Wednesday, March 07, 2007


[posted by Callimachus]

Bravo to Nat Hentoff for keeping up the pressure on this story of the American Library Association's shameful refusal to say a word against its beloved Fidel Castro -- even as he throws Cuban librarians in cages.

The American Library Association —the largest organization of librarians in the world — continually declares that it fights for everyone's "Freedom to Read!" and its Library Bill of Rights requires its members to "challenge censorship." Yet the leadership of the ALA — not the rank and file — insistently refuses to call for the immediate release of the independent librarians in Cuba — designated as "prisoners of conscience" by Amnesty International. They are serving very long prison terms because they do believe in the freedom to read — especially in a dictatorship.

Among the many organizations demanding that Fidel Castro and his successors release these courageous Cubans — who have opened their homes and libraries to offer books censored in the Cuban state libraries — are such groups as the library associations of the Czech Republic, Latvia, Estonia and Poland. All these librarians, finally freed from Communism, agree with their colleagues in the Polish Library Association, who say in their declaration, "The actions of the Cuban authorities relate to the worst traditions of repressing the freedom of thought and expression."

... However, the top officials of the American Library Association —as well as the majority of its Governing Council —speak derisively of these "so-called librarians" in Castro's gulags.

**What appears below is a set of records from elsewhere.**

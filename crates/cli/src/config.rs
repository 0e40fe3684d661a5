//! Run configuration: TOML file plus `TARAFLOW_*` environment overrides.

use std::path::Path;

use serde::Deserialize;

use llm::{EndpointConfig, RetrySettings};
use nodes::{ConcurrencyLimits, OrchestratorOptions};
use pipeline::provider::SamplingOptions;
use pipeline::TaraError;

/// Complete run configuration. Every field has a default, so a missing
/// config file is not an error; an unreadable or malformed one is.
#[derive(Debug, Clone, Deserialize)]
#[serde(default, deny_unknown_fields)]
pub struct TaraflowConfig {
    pub endpoint: EndpointSection,
    pub retry: RetrySection,
    pub rate_limit: RateLimitSection,
    pub concurrency: ConcurrencySection,
    pub analysis: AnalysisSection,
}

#[derive(Debug, Clone, Deserialize)]
#[serde(default, deny_unknown_fields)]
pub struct EndpointSection {
    /// Base URL up to the API version segment.
    pub base_url: String,
    /// Environment variable holding the bearer credential.
    pub api_key_env: String,
    /// Model identifier.
    pub model: String,
}

impl Default for EndpointSection {
    fn default() -> Self {
        Self {
            base_url: "https://api.siliconflow.cn/v1".into(),
            api_key_env: "DEEPSEEK_API_KEY".into(),
            model: "Pro/deepseek-ai/DeepSeek-V3.2-Exp".into(),
        }
    }
}

#[derive(Debug, Clone, Deserialize)]
#[serde(default, deny_unknown_fields)]
pub struct RetrySection {
    pub max_retries: u32,
    pub base_timeout_secs: u64,
    pub timeout_ceiling_secs: u64,
    pub backoff_base_secs: u64,
    pub backoff_cap_secs: u64,
}

impl Default for RetrySection {
    fn default() -> Self {
        Self {
            max_retries: 3,
            base_timeout_secs: 60,
            timeout_ceiling_secs: 120,
            backoff_base_secs: 1,
            backoff_cap_secs: 30,
        }
    }
}

#[derive(Debug, Clone, Deserialize)]
#[serde(default, deny_unknown_fields)]
pub struct RateLimitSection {
    pub tokens_per_minute: f64,
    pub burst_capacity: f64,
}

impl Default for RateLimitSection {
    fn default() -> Self {
        Self {
            tokens_per_minute: 20.0,
            burst_capacity: 10.0,
        }
    }
}

#[derive(Debug, Clone, Deserialize)]
#[serde(default, deny_unknown_fields)]
pub struct ConcurrencySection {
    pub max_concurrent_roots: usize,
    pub max_concurrent_steps: usize,
}

impl Default for ConcurrencySection {
    fn default() -> Self {
        Self {
            max_concurrent_roots: 2,
            max_concurrent_steps: 3,
        }
    }
}

#[derive(Debug, Clone, Deserialize)]
#[serde(default, deny_unknown_fields)]
pub struct AnalysisSection {
    /// System persona sent with every request.
    pub system_persona: String,
    pub temperature: f64,
    pub max_output_tokens: u32,
    /// Extra orchestrator attempts for the terminal stage tail.
    pub tail_retries: u32,
}

impl Default for AnalysisSection {
    fn default() -> Self {
        Self {
            system_persona: pipeline::directives::DEFAULT_SYSTEM_PERSONA.into(),
            temperature: 0.3,
            max_output_tokens: 8000,
            tail_retries: 2,
        }
    }
}

impl Default for TaraflowConfig {
    fn default() -> Self {
        Self {
            endpoint: EndpointSection::default(),
            retry: RetrySection::default(),
            rate_limit: RateLimitSection::default(),
            concurrency: ConcurrencySection::default(),
            analysis: AnalysisSection::default(),
        }
    }
}

impl TaraflowConfig {
    /// Loads the configuration: file (when given) → environment overrides →
    /// validation.
    pub fn load(path: Option<&Path>) -> Result<Self, TaraError> {
        let mut config = match path {
            Some(path) => {
                let text = std::fs::read_to_string(path).map_err(|e| TaraError::Configuration {
                    message: format!("cannot read config {}: {e}", path.display()),
                })?;
                toml::from_str(&text).map_err(|e| TaraError::Configuration {
                    message: format!("invalid config {}: {e}", path.display()),
                })?
            }
            None => Self::default(),
        };
        config.apply_env_overrides();
        config.validate()?;
        Ok(config)
    }

    fn apply_env_overrides(&mut self) {
        override_string("TARAFLOW_BASE_URL", &mut self.endpoint.base_url);
        override_string("TARAFLOW_API_KEY_ENV", &mut self.endpoint.api_key_env);
        override_string("TARAFLOW_MODEL", &mut self.endpoint.model);
        override_parsed("TARAFLOW_MAX_RETRIES", &mut self.retry.max_retries);
        override_parsed("TARAFLOW_BASE_TIMEOUT_SECS", &mut self.retry.base_timeout_secs);
        override_parsed(
            "TARAFLOW_TOKENS_PER_MINUTE",
            &mut self.rate_limit.tokens_per_minute,
        );
        override_parsed("TARAFLOW_BURST_CAPACITY", &mut self.rate_limit.burst_capacity);
        override_parsed(
            "TARAFLOW_MAX_CONCURRENT_ROOTS",
            &mut self.concurrency.max_concurrent_roots,
        );
        override_parsed(
            "TARAFLOW_MAX_CONCURRENT_STEPS",
            &mut self.concurrency.max_concurrent_steps,
        );
    }

    fn validate(&self) -> Result<(), TaraError> {
        let fail = |message: String| Err(TaraError::Configuration { message });
        if self.endpoint.base_url.is_empty() {
            return fail("endpoint.base_url must not be empty".into());
        }
        if !(self.rate_limit.tokens_per_minute > 0.0) {
            return fail("rate_limit.tokens_per_minute must be positive".into());
        }
        if !(self.rate_limit.burst_capacity >= 1.0) {
            return fail("rate_limit.burst_capacity must be at least 1".into());
        }
        if self.concurrency.max_concurrent_roots == 0 || self.concurrency.max_concurrent_steps == 0
        {
            return fail("concurrency widths must be at least 1".into());
        }
        if !(0.0..=2.0).contains(&self.analysis.temperature) {
            return fail("analysis.temperature must be in 0..=2".into());
        }
        Ok(())
    }

    /// Resolves the bearer credential from the configured environment
    /// variable.
    pub fn resolve_api_key(&self) -> Result<String, TaraError> {
        std::env::var(&self.endpoint.api_key_env).map_err(|_| TaraError::Configuration {
            message: format!("set the {} environment variable", self.endpoint.api_key_env),
        })
    }

    /// Endpoint settings with the resolved credential filled in.
    pub fn endpoint_config(&self, api_key: String) -> EndpointConfig {
        EndpointConfig {
            name: "openai-compat".into(),
            base_url: self.endpoint.base_url.clone(),
            api_key,
            model: self.endpoint.model.clone(),
        }
    }

    /// Request-layer retry settings.
    pub fn retry_settings(&self) -> RetrySettings {
        use std::time::Duration;
        RetrySettings {
            max_retries: self.retry.max_retries,
            base_timeout: Duration::from_secs(self.retry.base_timeout_secs),
            timeout_ceiling: Duration::from_secs(self.retry.timeout_ceiling_secs),
            backoff_base: Duration::from_secs(self.retry.backoff_base_secs),
            backoff_cap: Duration::from_secs(self.retry.backoff_cap_secs),
        }
    }

    /// Orchestrator construction options.
    pub fn orchestrator_options(&self) -> OrchestratorOptions {
        OrchestratorOptions {
            limits: ConcurrencyLimits {
                max_concurrent_roots: self.concurrency.max_concurrent_roots,
                max_concurrent_steps: self.concurrency.max_concurrent_steps,
            },
            tail_retries: self.analysis.tail_retries,
            tail_backoff_base: std::time::Duration::from_secs(1),
            system: self.analysis.system_persona.clone(),
            sampling: SamplingOptions {
                temperature: self.analysis.temperature,
                max_output_tokens: self.analysis.max_output_tokens,
            },
        }
    }
}

fn override_string(key: &str, slot: &mut String) {
    if let Ok(value) = std::env::var(key) {
        if !value.is_empty() {
            *slot = value;
        }
    }
}

fn override_parsed<T: std::str::FromStr>(key: &str, slot: &mut T) {
    if let Ok(value) = std::env::var(key) {
        if let Ok(parsed) = value.trim().parse::<T>() {
            *slot = parsed;
        }
    }
}

#[cfg(test)]
mod tests {
    use super::*;
    use std::io::Write;

    #[test]
    fn defaults_are_valid() {
        let config = TaraflowConfig::default();
        assert!(config.validate().is_ok());
        assert_eq!(config.retry.max_retries, 3);
        assert_eq!(config.concurrency.max_concurrent_roots, 2);
        assert_eq!(config.rate_limit.tokens_per_minute, 20.0);
    }

    #[test]
    fn missing_file_is_an_error() {
        let err = TaraflowConfig::load(Some(Path::new("/nonexistent/taraflow.toml"))).unwrap_err();
        assert!(matches!(err, TaraError::Configuration { .. }));
    }

    #[test]
    fn partial_file_overrides_defaults_only_where_set() {
        let mut file = tempfile::NamedTempFile::new().unwrap();
        writeln!(
            file,
            "[retry]\nmax_retries = 5\n\n[concurrency]\nmax_concurrent_steps = 8\n"
        )
        .unwrap();
        let config = TaraflowConfig::load(Some(file.path())).unwrap();
        assert_eq!(config.retry.max_retries, 5);
        assert_eq!(config.concurrency.max_concurrent_steps, 8);
        // Untouched sections keep their defaults.
        assert_eq!(config.retry.base_timeout_secs, 60);
        assert_eq!(config.concurrency.max_concurrent_roots, 2);
    }

    #[test]
    fn unknown_keys_are_rejected() {
        let mut file = tempfile::NamedTempFile::new().unwrap();
        writeln!(file, "[retry]\nmax_retry = 5\n").unwrap();
        assert!(TaraflowConfig::load(Some(file.path())).is_err());
    }

    #[test]
    fn invalid_rate_limit_is_rejected() {
        let mut config = TaraflowConfig::default();
        config.rate_limit.tokens_per_minute = 0.0;
        assert!(config.validate().is_err());
    }

    #[test]
    fn env_override_takes_effect() {
        // Uses a knob no other test asserts on; tests share the process
        // environment.
        std::env::set_var("TARAFLOW_BURST_CAPACITY", "42");
        let mut config = TaraflowConfig::default();
        config.apply_env_overrides();
        std::env::remove_var("TARAFLOW_BURST_CAPACITY");
        assert_eq!(config.rate_limit.burst_capacity, 42.0);
    }

    #[test]
    fn retry_settings_mapping() {
        let config = TaraflowConfig::default();
        let settings = config.retry_settings();
        assert_eq!(settings.max_retries, 3);
        assert_eq!(settings.base_timeout.as_secs(), 60);
        assert_eq!(settings.timeout_ceiling.as_secs(), 120);
    }
}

As far as I can tell, Hentoff is a lonely voice in working this story. Not that he'd care. I first caught his column on it months ago, when he wrote about the tiny Vermillion, S.D., public library that bucked the big national organization and made the independent Dulce Maria Loynaz Library in Havana a sister library, sending it books, including a collection of Mark Twain.

The ALA appears to be intransigent on the issue. It's not that they're unaware of it. It's that they'd rather trust Fidel.

It's true that these prisoners, many brutalized and in failing health, in their cells, don't have master's degrees in Library Science; but as poet-novelist-educator Andrei Codrescu told last year's ALA Midwinter Conference: "These people have been imprisoned for BEING librarians!" Why dismiss them "as 'so-called librarians' when clearly there is no one (in that dictatorship) to certify them."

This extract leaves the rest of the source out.